Collected data
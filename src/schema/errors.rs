//! Schema construction errors
//!
//! Every variant is fatal: schemas are built at startup and a malformed
//! declaration stops the process before any request is served.

use thiserror::Error;

/// Result type for schema construction
pub type SchemaResult<T> = Result<T, SchemaError>;

/// Errors raised while building or loading a record schema
#[derive(Debug, Clone, PartialEq, Eq, Error)]
pub enum SchemaError {
    /// Two fields share a name
    #[error("Duplicate field '{0}'")]
    DuplicateField(String),

    /// Field, record or namespace name is not a valid Avro name
    #[error("Invalid name '{0}'")]
    InvalidName(String),

    /// Primitive type name is not recognised
    #[error("Unknown type '{0}'")]
    UnknownType(String),

    /// Type expression is structurally wrong
    #[error("Malformed type for '{field}': {reason}")]
    MalformedType { field: String, reason: String },

    /// Default value does not satisfy the field's own type
    #[error("Default for field '{0}' does not match its type")]
    InvalidDefault(String),

    /// Schema document could not be parsed
    #[error("Malformed schema '{source_name}': {reason}")]
    Malformed { source_name: String, reason: String },

    /// Two schemas registered under the same record name
    #[error("Schema '{0}' is already registered")]
    AlreadyRegistered(String),
}

impl SchemaError {
    pub(crate) fn malformed_type(field: impl Into<String>, reason: impl Into<String>) -> Self {
        Self::MalformedType {
            field: field.into(),
            reason: reason.into(),
        }
    }

    pub(crate) fn malformed(source_name: impl Into<String>, reason: impl Into<String>) -> Self {
        Self::Malformed {
            source_name: source_name.into(),
            reason: reason.into(),
        }
    }
}

#[cfg(test)]
mod tests {
    use super::*;

    #[test]
    fn test_messages_name_the_offender() {
        assert_eq!(
            SchemaError::DuplicateField("sku".into()).to_string(),
            "Duplicate field 'sku'"
        );
        let err = SchemaError::malformed_type("tags", "array requires 'items'");
        assert_eq!(
            err.to_string(),
            "Malformed type for 'tags': array requires 'items'"
        );
    }
}
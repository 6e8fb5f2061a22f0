//! Health HTTP Routes

use axum::{http::StatusCode, response::IntoResponse, routing::get, Json, Router};
use serde::Serialize;

/// Health check response
#[derive(Debug, Serialize)]
pub struct HealthResponse {
    pub status: String,
    pub version: String,
}

/// Health check route
pub fn health_routes() -> Router {
    Router::new().route("/health", get(health_handler))
}

async fn health_handler() -> impl IntoResponse {
    let response = HealthResponse {
        status: "ok".to_string(),
        version: env!("CARGO_PKG_VERSION").to_string(),
    };

    (StatusCode::OK, Json(response))
}
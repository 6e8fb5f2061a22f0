//! retail-oms CLI entry point
//!
//! Parses arguments, delegates to the CLI module and exits non-zero on
//! failure.

use retail_oms::cli;

fn main() {
    if let Err(e) = cli::run() {
        eprintln!("{}: {}", e.code(), e);
        std::process::exit(1);
    }
}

What you are asked to do
Look over the entries above. Copy every line that contains the word "IntoResponse".

Response for this exercise
use axum::{http::StatusCode, response::IntoResponse, routing::get, Json, Router};
async fn health_handler() -> impl IntoResponse {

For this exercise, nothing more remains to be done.